Segment Open

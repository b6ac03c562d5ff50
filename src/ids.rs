use uuid::Uuid;

/// Pulls a database id out of a Notion URL, a bare 32-char id or a
/// hyphenated UUID, and returns it in hyphenated form.
pub fn parse_database_id(input: &str) -> Option<String> {
    let trimmed = input.trim();
    if let Ok(id) = Uuid::parse_str(trimmed) {
        return Some(id.hyphenated().to_string());
    }

    let path = trimmed
        .split(['?', '#'])
        .next()
        .unwrap_or(trimmed)
        .trim_end_matches('/');

    path.rsplit('/').find_map(|segment| {
        // Page links look like `Title-Words-<32 hex>`.
        let tail = segment.rsplit('-').next().unwrap_or(segment);
        let candidate = if tail.len() == 32 {
            tail
        } else {
            segment
                .len()
                .checked_sub(32)
                .and_then(|start| segment.get(start..))
                .unwrap_or(segment)
        };
        Uuid::parse_str(candidate)
            .or_else(|_| Uuid::parse_str(segment))
            .ok()
            .map(|id| id.hyphenated().to_string())
    })
}

#[cfg(test)]
mod tests {
    use super::*;

    const HYPHENATED: &str = "373f0ed0-4d5b-4e8a-9e90-9bc8d7b5a16a";

    #[test]
    fn accepts_hyphenated_and_simple_ids() {
        assert_eq!(parse_database_id(HYPHENATED).as_deref(), Some(HYPHENATED));
        assert_eq!(
            parse_database_id("373f0ed04d5b4e8a9e909bc8d7b5a16a").as_deref(),
            Some(HYPHENATED)
        );
    }

    #[test]
    fn extracts_from_workspace_url() {
        let url = "https://www.notion.so/easyflow/373f0ed04d5b4e8a9e909bc8d7b5a16a?v=0123456789abcdef0123456789abcdef";
        assert_eq!(parse_database_id(url).as_deref(), Some(HYPHENATED));
    }

    #[test]
    fn extracts_from_titled_url() {
        let url = "https://www.notion.so/EasyFlow-Daily-Metrics-373f0ed04d5b4e8a9e909bc8d7b5a16a";
        assert_eq!(parse_database_id(url).as_deref(), Some(HYPHENATED));
    }

    #[test]
    fn extracts_hyphenated_segment() {
        let url = format!("https://www.notion.so/{HYPHENATED}");
        assert_eq!(parse_database_id(&url).as_deref(), Some(HYPHENATED));
    }

    #[test]
    fn rejects_garbage() {
        assert_eq!(parse_database_id("https://www.notion.so/my-integrations"), None);
        assert_eq!(parse_database_id(""), None);
    }
}
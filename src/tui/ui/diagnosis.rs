//! Diagnosis result panel.

use ratatui::{
    layout::{Alignment, Constraint, Direction, Layout, Rect},
    style::Modifier,
    text::{Line, Span},
    widgets::{Block, Borders, Gauge, Paragraph, Wrap},
    Frame,
};

use crate::domain::{Diagnosis, DiagnosisLabel};
use crate::tui::styles::MedicalTheme;

/// Result of the last explicit trigger.
#[derive(Debug, Clone, Default, PartialEq)]
pub enum DiagnosisState {
    /// Nothing submitted yet
    #[default]
    Idle,
    /// Pipeline returned a label
    Computed { diagnosis: Diagnosis },
    /// Pipeline failed; the form stays usable
    Failed { message: String },
}

/// Render the result panel
pub fn render_diagnosis(f: &mut Frame, area: Rect, state: &DiagnosisState) {
    match state {
        DiagnosisState::Idle => render_idle(f, area),
        DiagnosisState::Computed { diagnosis } => render_result(f, area, diagnosis),
        DiagnosisState::Failed { message } => render_error(f, area, message),
    }
}

fn render_idle(f: &mut Frame, area: Rect) {
    let content = Paragraph::new(vec![
        Line::from(Span::styled(
            "Ready for diagnostic",
            MedicalTheme::text_secondary(),
        )),
        Line::from(Span::styled(
            "Fill in the measurements and press Enter",
            MedicalTheme::text_muted(),
        )),
    ])
    .alignment(Alignment::Center)
    .block(
        Block::default()
            .title(Span::styled(" Diagnosis ", MedicalTheme::subtitle()))
            .borders(Borders::ALL)
            .border_style(MedicalTheme::border()),
    );

    f.render_widget(content, area);
}

fn render_result(f: &mut Frame, area: Rect, diagnosis: &Diagnosis) {
    let label_style = MedicalTheme::diagnosis(diagnosis.label);
    let block = Block::default()
        .title(Span::styled(" Diagnosis Result ", MedicalTheme::subtitle()))
        .borders(Borders::ALL)
        .border_style(label_style);

    let inner = block.inner(area);
    f.render_widget(block, area);

    let chunks = Layout::default()
        .direction(Direction::Horizontal)
        .constraints([Constraint::Min(0), Constraint::Length(30)])
        .split(inner);

    let icon = match diagnosis.label {
        DiagnosisLabel::Malignant => "!",
        DiagnosisLabel::Benign => "OK",
    };

    let label_display = Paragraph::new(vec![
        Line::from(Span::styled(
            format!("{icon} {}", diagnosis.label),
            label_style.add_modifier(Modifier::BOLD),
        )),
        Line::from(Span::styled(diagnosis.message(), MedicalTheme::text())),
    ])
    .wrap(Wrap { trim: true });
    f.render_widget(label_display, chunks[0]);

    if let Some(share) = diagnosis.vote_share {
        let share = share.clamp(0.0, 1.0);
        let gauge = Gauge::default()
            .block(
                Block::default()
                    .title(Span::styled(
                        " Neighbour Agreement ",
                        MedicalTheme::text_secondary(),
                    ))
                    .borders(Borders::ALL)
                    .border_style(MedicalTheme::border()),
            )
            .gauge_style(label_style)
            .ratio(share)
            .label(format!("{:.0}%", share * 100.0));
        f.render_widget(gauge, chunks[1]);
    }
}

fn render_error(f: &mut Frame, area: Rect, message: &str) {
    let content = Paragraph::new(vec![
        Line::from(Span::styled("! Diagnostic failed", MedicalTheme::danger())),
        Line::from(Span::styled(message, MedicalTheme::text())),
    ])
    .alignment(Alignment::Center)
    .wrap(Wrap { trim: true })
    .block(
        Block::default()
            .title(Span::styled(" Diagnosis ", MedicalTheme::subtitle()))
            .borders(Borders::ALL)
            .border_style(MedicalTheme::danger()),
    );

    f.render_widget(content, area);
}
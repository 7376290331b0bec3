//! Adapters layer: Concrete implementations of ports.
//!
//! - `artifacts`: loading and caching the two model exports
//! - `scaler`: `Normalizer` over a fitted standard/min-max scaler
//! - `knn`: `Classifier` over a fitted k-nearest-neighbour model
//! - `manifest`: SHA-256 / Ed25519 integrity checks for artifacts
//! - `sanitize`: measurement redaction for logs

pub mod artifacts;
pub mod knn;
pub mod manifest;
pub mod sanitize;
pub mod scaler;

pub use artifacts::{load_assets, AssetError, AssetLoader, ModelAssets};

/// Artifact `format_version` understood by this build.
pub const ARTIFACT_FORMAT_VERSION: u32 = 1;
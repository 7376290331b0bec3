//! Domain layer: Core types.
//!
//! Pure Rust types with no I/O. The feature layout and the label encoding
//! defined here are contracts shared with the externally trained model.

mod diagnosis;
mod features;

pub use diagnosis::{Diagnosis, DiagnosisLabel};
pub use features::{
    FeatureGroup, FeatureId, Measure, MeasurementSet, TumorFeatures, FEATURE_COUNT,
    FEATURE_LABELS, FEATURE_NAMES, MEASURES_PER_GROUP,
};
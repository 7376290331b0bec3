//! Measurement input form.
//!
//! Thirty fields laid out as three columns (mean, standard error, worst).
//! The columns are layout only; values are read back in vector order.

use ratatui::{
    layout::{Constraint, Direction, Layout, Rect},
    text::{Line, Span},
    widgets::{Block, Borders, Paragraph},
    Frame,
};
use zeroize::Zeroize;

use crate::domain::{FeatureGroup, FeatureId, TumorFeatures, MEASURES_PER_GROUP};
use crate::tui::styles::MedicalTheme;

/// Width reserved for field labels.
const LABEL_WIDTH: usize = 24;

/// Form field definition
#[derive(Debug, Clone)]
pub struct FormField {
    pub id: FeatureId,
    pub value: String,
}

impl FormField {
    /// Parse the raw text. Empty means 0.0.
    ///
    /// # Errors
    /// Returns error if the text is not a number.
    pub fn parsed(&self) -> Result<f64, String> {
        let text = self.value.trim();
        if text.is_empty() {
            return Ok(0.0);
        }
        text.parse::<f64>()
            .map_err(|_| format!("{}: Invalid number", self.id.label()))
    }

    /// Text shown when the field is not being edited (4 decimal places).
    #[must_use]
    pub fn display_value(&self) -> String {
        match self.parsed() {
            Ok(v) => format!("{v:.4}"),
            Err(_) => self.value.clone(),
        }
    }
}

/// Measurement form state
pub struct MeasurementFormState {
    pub fields: Vec<FormField>,
    pub selected_field: usize,
    pub error_message: Option<String>,
}

impl Default for MeasurementFormState {
    fn default() -> Self {
        Self {
            fields: FeatureId::all()
                .map(|id| FormField {
                    id,
                    value: String::new(),
                })
                .collect(),
            selected_field: 0,
            error_message: None,
        }
    }
}

impl MeasurementFormState {
    /// Move to the next field
    pub fn next_field(&mut self) {
        self.selected_field = (self.selected_field + 1) % self.fields.len();
    }

    /// Move to the previous field
    pub fn prev_field(&mut self) {
        if self.selected_field == 0 {
            self.selected_field = self.fields.len() - 1;
        } else {
            self.selected_field -= 1;
        }
    }

    /// Same row, next column
    pub fn next_column(&mut self) {
        self.selected_field = (self.selected_field + MEASURES_PER_GROUP) % self.fields.len();
    }

    /// Same row, previous column
    pub fn prev_column(&mut self) {
        let n = self.fields.len();
        self.selected_field = (self.selected_field + n - MEASURES_PER_GROUP) % n;
    }

    /// Add a character to the current field
    pub fn input_char(&mut self, c: char) {
        if c.is_ascii_digit() || c == '.' || c == '-' {
            self.fields[self.selected_field].value.push(c);
            self.error_message = None;
        }
    }

    /// Delete the last character
    pub fn delete_char(&mut self) {
        self.fields[self.selected_field].value.pop();
    }

    /// Clear the current field
    pub fn clear_field(&mut self) {
        self.fields[self.selected_field].value.zeroize();
    }

    /// Wipe every field.
    pub fn reset(&mut self) {
        for field in self.fields.iter_mut() {
            field.value.zeroize();
        }
        self.error_message = None;
        self.selected_field = 0;
    }

    /// Fill the form from a feature vector.
    pub fn load(&mut self, features: &TumorFeatures) {
        for field in self.fields.iter_mut() {
            field.value = features.get(field.id).to_string();
        }
        self.error_message = None;
    }

    /// Coerce every field and assemble the feature vector.
    ///
    /// # Errors
    /// Returns the first field that is not a number.
    pub fn to_features(&self) -> Result<TumorFeatures, String> {
        let mut features = TumorFeatures::default();
        for field in &self.fields {
            features.set(field.id, field.parsed()?);
        }
        Ok(features)
    }
}

impl Drop for MeasurementFormState {
    fn drop(&mut self) {
        for field in self.fields.iter_mut() {
            field.value.zeroize();
        }
    }
}

/// Render the measurement form
pub fn render_measurement_form(f: &mut Frame, area: Rect, state: &MeasurementFormState) {
    let block = Block::default()
        .title(Span::styled(
            " Tissue Sample Measurements ",
            MedicalTheme::subtitle(),
        ))
        .borders(Borders::ALL)
        .border_style(MedicalTheme::border());
    let inner = block.inner(area);
    f.render_widget(block, area);

    let columns = Layout::default()
        .direction(Direction::Horizontal)
        .constraints([
            Constraint::Ratio(1, 3),
            Constraint::Ratio(1, 3),
            Constraint::Ratio(1, 3),
        ])
        .split(inner);

    for (i, group) in FeatureGroup::ALL.into_iter().enumerate() {
        let offset = group.offset();
        render_field_column(
            f,
            columns[i],
            group,
            &state.fields[offset..offset + MEASURES_PER_GROUP],
            offset,
            state.selected_field,
        );
    }
}

fn render_field_column(
    f: &mut Frame,
    area: Rect,
    group: FeatureGroup,
    fields: &[FormField],
    offset: usize,
    selected: usize,
) {
    let has_focus = (offset..offset + fields.len()).contains(&selected);
    let block = Block::default()
        .title(Span::styled(
            format!(" {} ", group.title()),
            if has_focus {
                MedicalTheme::focused()
            } else {
                MedicalTheme::text_secondary()
            },
        ))
        .borders(Borders::ALL)
        .border_style(if has_focus {
            MedicalTheme::border_focused()
        } else {
            MedicalTheme::border()
        });

    let lines: Vec<Line> = fields
        .iter()
        .enumerate()
        .map(|(i, field)| {
            let is_selected = offset + i == selected;
            let label_style = if is_selected {
                MedicalTheme::focused()
            } else {
                MedicalTheme::text_secondary()
            };

            let value = if is_selected {
                Span::styled(field.value.clone(), MedicalTheme::text())
            } else if field.value.is_empty() {
                Span::styled(field.display_value(), MedicalTheme::text_muted())
            } else {
                Span::styled(field.display_value(), MedicalTheme::text())
            };

            Line::from(vec![
                Span::styled(
                    format!(" {:<width$}", field.id.label(), width = LABEL_WIDTH),
                    label_style,
                ),
                value,
                if is_selected {
                    Span::styled("▌", MedicalTheme::cursor())
                } else {
                    Span::raw("")
                },
            ])
        })
        .collect();

    f.render_widget(Paragraph::new(lines).block(block), area);
}

/// Key hints, or the pending input error.
pub fn render_form_footer(f: &mut Frame, area: Rect, state: &MeasurementFormState) {
    let content = if let Some(err) = &state.error_message {
        Line::from(vec![
            Span::styled("! ", MedicalTheme::danger()),
            Span::styled(err.clone(), MedicalTheme::danger()),
        ])
    } else {
        Line::from(vec![
            Span::styled("[↑↓←→] ", MedicalTheme::key_hint()),
            Span::styled("Navigate ", MedicalTheme::key_desc()),
            Span::styled("[Enter] ", MedicalTheme::key_hint()),
            Span::styled("Execute Diagnostic ", MedicalTheme::key_desc()),
            Span::styled("[Ctrl-S] ", MedicalTheme::key_hint()),
            Span::styled("Sample ", MedicalTheme::key_desc()),
            Span::styled("[Ctrl-R] ", MedicalTheme::key_hint()),
            Span::styled("Reset ", MedicalTheme::key_desc()),
            Span::styled("[Esc] ", MedicalTheme::key_hint()),
            Span::styled("Quit", MedicalTheme::key_desc()),
        ])
    };

    let footer = Paragraph::new(content).block(
        Block::default()
            .borders(Borders::TOP)
            .border_style(MedicalTheme::border()),
    );

    f.render_widget(footer, area);
}
impl App {
    /// Create the application from the process-wide asset loader.
    ///
    /// A failed load does not fail construction; the app starts in the
    /// unavailable state instead.
    #[must_use]
    pub fn new(loader: &AssetLoader) -> Self {
        Self::from_assets(loader.load()).with_expected_paths(
            loader.scaler_path().display().to_string(),
            loader.model_path().display().to_string(),
        )
    }

    /// Create the application from the outcome of an asset load.
    #[must_use]
    pub fn from_assets(assets: std::result::Result<Arc<ModelAssets>, AssetError>) -> Self {
        match assets {
            Ok(assets) => Self::ready(
                assets.inference_service(),
                ModelSummary::from_assets(&assets),
            ),
            Err(error) => {
                tracing::error!(error = %error, "Model assets unavailable; diagnostic form disabled");
                Self::unavailable(error)
            }
        }
    }
}

impl<N, C> App<N, C>
where
    N: Normalizer,
    C: Classifier,
{
    /// Create application with an injected pipeline.
    #[must_use]
    pub fn ready(service: InferenceService<N, C>, summary: ModelSummary) -> Self {
        Self::with_availability(Availability::Ready { service, summary })
    }

    /// Create application in the disabled state.
    #[must_use]
    pub fn unavailable(error: AssetError) -> Self {
        Self::with_availability(Availability::Unavailable { error })
    }

    fn with_availability(availability: Availability<N, C>) -> Self {
        Self {
            availability,
            should_quit: false,
            form_state: MeasurementFormState::default(),
            diagnosis_state: DiagnosisState::default(),
            scaler_path: DEFAULT_SCALER_PATH.to_string(),
            model_path: DEFAULT_MODEL_PATH.to_string(),
        }
    }

    #[must_use]
    pub fn with_expected_paths(mut self, scaler_path: String, model_path: String) -> Self {
        self.scaler_path = scaler_path;
        self.model_path = model_path;
        self
    }

    #[must_use]
    pub fn is_ready(&self) -> bool {
        matches!(self.availability, Availability::Ready { .. })
    }

    #[must_use]
    pub fn should_quit(&self) -> bool {
        self.should_quit
    }

    #[must_use]
    pub fn form_state(&self) -> &MeasurementFormState {
        &self.form_state
    }

    #[must_use]
    pub fn diagnosis_state(&self) -> &DiagnosisState {
        &self.diagnosis_state
    }

    /// Run the main application loop.
    ///
    /// # Errors
    /// Returns error if terminal operations fail.
    pub fn run(&mut self) -> Result<()> {
        // Setup terminal
        enable_raw_mode()?;
        let mut stdout = io::stdout();
        execute!(stdout, EnterAlternateScreen, EnableMouseCapture)?;
        let backend = CrosstermBackend::new(stdout);
        let mut terminal = Terminal::new(backend)?;

        // Main loop
        let result = self.main_loop(&mut terminal);

        // Restore terminal
        disable_raw_mode()?;
        execute!(
            terminal.backend_mut(),
            LeaveAlternateScreen,
            DisableMouseCapture
        )?;
        terminal.show_cursor()?;

        result
    }

    fn main_loop<B: Backend>(&mut self, terminal: &mut Terminal<B>) -> Result<()> {
        loop {
            terminal.draw(|f| self.draw(f))?;

            if event::poll(Duration::from_millis(250))? {
                if let Event::Key(key) = event::read()? {
                    if key.kind == KeyEventKind::Press {
                        self.handle_key(key.code, key.modifiers);
                    }
                }
            }

            if self.should_quit {
                break;
            }
        }

        Ok(())
    }

    /// Draw the current state into a frame.
    pub fn draw(&self, f: &mut Frame) {
        let chunks = Layout::default()
            .direction(Direction::Vertical)
            .constraints([
                Constraint::Length(2), // Header
                Constraint::Min(0),    // Content
                Constraint::Length(2), // Disclaimer
            ])
            .split(f.area());

        render_header(f, chunks[0]);

        match &self.availability {
            Availability::Unavailable { error } => {
                render_unavailable(f, chunks[1], error, &self.scaler_path, &self.model_path);
            }
            Availability::Ready { summary, .. } => {
                let columns = Layout::default()
                    .direction(Direction::Horizontal)
                    .constraints([Constraint::Min(0), Constraint::Length(32)])
                    .split(chunks[1]);

                let rows = Layout::default()
                    .direction(Direction::Vertical)
                    .constraints([
                        Constraint::Length(14), // Form
                        Constraint::Min(4),     // Result
                        Constraint::Length(2),  // Key hints
                    ])
                    .split(columns[0]);

                render_measurement_form(f, rows[0], &self.form_state);
                render_diagnosis(f, rows[1], &self.diagnosis_state);
                render_form_footer(f, rows[2], &self.form_state);
                render_sidebar(f, columns[1], summary);
            }
        }

        render_disclaimer(f, chunks[2]);
    }

    fn handle_key(&mut self, key: KeyCode, modifiers: KeyModifiers) {
        let ctrl = modifiers.contains(KeyModifiers::CONTROL);

        // Global quit handling
        if key == KeyCode::Esc || (ctrl && key == KeyCode::Char('q')) {
            self.should_quit = true;
            return;
        }

        if !self.is_ready() {
            return;
        }

        match key {
            KeyCode::Char('s') if ctrl => {
                self.form_state.load(&TumorFeatures::reference_sample());
            }
            KeyCode::Char('r') if ctrl => {
                self.form_state.reset();
            }
            KeyCode::Up | KeyCode::BackTab => {
                self.form_state.prev_field();
            }
            KeyCode::Down | KeyCode::Tab => {
                self.form_state.next_field();
            }
            KeyCode::Left => {
                self.form_state.prev_column();
            }
            KeyCode::Right => {
                self.form_state.next_column();
            }
            KeyCode::Char(c) if !ctrl => {
                self.form_state.input_char(c);
            }
            KeyCode::Backspace => {
                self.form_state.delete_char();
            }
            KeyCode::Delete => {
                self.form_state.clear_field();
            }
            KeyCode::Enter => {
                self.submit();
            }
            _ => {}
        }
    }

    fn submit(&mut self) {
        let Availability::Ready { service, .. } = &self.availability else {
            return;
        };

        let features = match self.form_state.to_features() {
            Ok(features) => features,
            Err(e) => {
                self.form_state.error_message = Some(e);
                return;
            }
        };
        self.form_state.error_message = None;

        self.diagnosis_state = match service.diagnose(&features) {
            Ok(diagnosis) => {
                tracing::info!(label = %diagnosis.label, "Diagnostic completed");
                DiagnosisState::Computed { diagnosis }
            }
            Err(e) => {
                tracing::warn!(error = %e, "Diagnostic failed");
                DiagnosisState::Failed {
                    message: e.to_string(),
                }
            }
        };
    }
}
//! Ed25519 keypair generation utility for artifact signing.
//!
//! Generates a signing keypair:
//! - Private seed (32 bytes, base64) written to file with 0600 permissions
//! - Public key optionally written separately
//!
//! # Usage
//!
//! ```bash
//! cargo run --bin generate_keypair -- --out-seed <path> [--out-pub <path>] [--force]
//! ```
//!
//! The printed base64 public key is the value for `CYTOSCAN_ARTIFACT_PUBKEY`.

use std::io::Write;
#[cfg(unix)]
use std::os::unix::fs::OpenOptionsExt;
use std::path::{Path, PathBuf};

use base64::engine::general_purpose;
use base64::Engine;
use ed25519_dalek::SigningKey;
use rand::rngs::OsRng;
use rand::RngCore;
use zeroize::{Zeroize, Zeroizing};

const USAGE: &str = "Usage: generate_keypair --out-seed <path> [--out-pub <path>] [--force]";

struct Args {
    out_seed: PathBuf,
    out_pub: Option<PathBuf>,
    force: bool,
}

fn parse_args() -> Result<Option<Args>, String> {
    let mut args = std::env::args().skip(1);
    let mut out_seed: Option<PathBuf> = None;
    let mut out_pub: Option<PathBuf> = None;
    let mut force = false;

    while let Some(arg) = args.next() {
        match arg.as_str() {
            "--out-seed" => {
                let p = args.next().filter(|p| !p.is_empty()).ok_or(USAGE)?;
                out_seed = Some(PathBuf::from(p));
            }
            "--out-pub" => {
                let p = args.next().filter(|p| !p.is_empty()).ok_or(USAGE)?;
                out_pub = Some(PathBuf::from(p));
            }
            "--force" => force = true,
            "-h" | "--help" => {
                println!(
                    "{USAGE}\n\nWrites the base64 Ed25519 seed to <path> with 0600 permissions. Optionally writes the base64 public key to --out-pub. Prints only non-secret material."
                );
                return Ok(None);
            }
            _ => return Err(format!("Unknown arg: {arg}\n{USAGE}")),
        }
    }

    Ok(Some(Args {
        out_seed: out_seed.ok_or(USAGE)?,
        out_pub,
        force,
    }))
}

fn write_file(path: &Path, contents: &[u8], mode: u32) -> Result<(), String> {
    if let Some(parent) = path.parent() {
        let _ = std::fs::create_dir_all(parent);
    }

    let mut opts = std::fs::OpenOptions::new();
    opts.write(true).create(true).truncate(true);
    #[cfg(unix)]
    {
        opts.mode(mode);
    }
    #[cfg(not(unix))]
    let _ = mode;

    let mut file = opts
        .open(path)
        .map_err(|e| format!("Failed to open {}: {e}", path.display()))?;
    file.write_all(contents)
        .and_then(|()| file.write_all(b"\n"))
        .map_err(|e| format!("Failed to write {}: {e}", path.display()))
}

fn main() -> Result<(), String> {
    let Some(args) = parse_args()? else {
        return Ok(());
    };

    for path in std::iter::once(&args.out_seed).chain(args.out_pub.as_ref()) {
        if path.exists() && !args.force {
            return Err(format!(
                "Refusing to overwrite existing file {}. Use --force.",
                path.display()
            ));
        }
    }

    let mut seed = [0u8; 32];
    OsRng.fill_bytes(&mut seed);

    let signing_key = SigningKey::from_bytes(&seed);
    let pub_b64 = general_purpose::STANDARD.encode(signing_key.verifying_key().as_bytes());
    let seed_b64 = Zeroizing::new(general_purpose::STANDARD.encode(seed));
    seed.zeroize();

    write_file(&args.out_seed, seed_b64.as_bytes(), 0o600)?;
    println!("Wrote signing seed (base64) to {}", args.out_seed.display());

    if let Some(pub_path) = &args.out_pub {
        // Public key is non-secret; allow read access.
        write_file(pub_path, pub_b64.as_bytes(), 0o644)?;
        println!("Wrote public key (base64) to {}", pub_path.display());
    }

    // Print only non-secret material.
    println!("CYTOSCAN_ARTIFACT_PUBKEY={pub_b64}");
    Ok(())
}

Segment Closed

What is needed: State only the number of lines above that contain the word "stdout".

Answer to this exercise: 3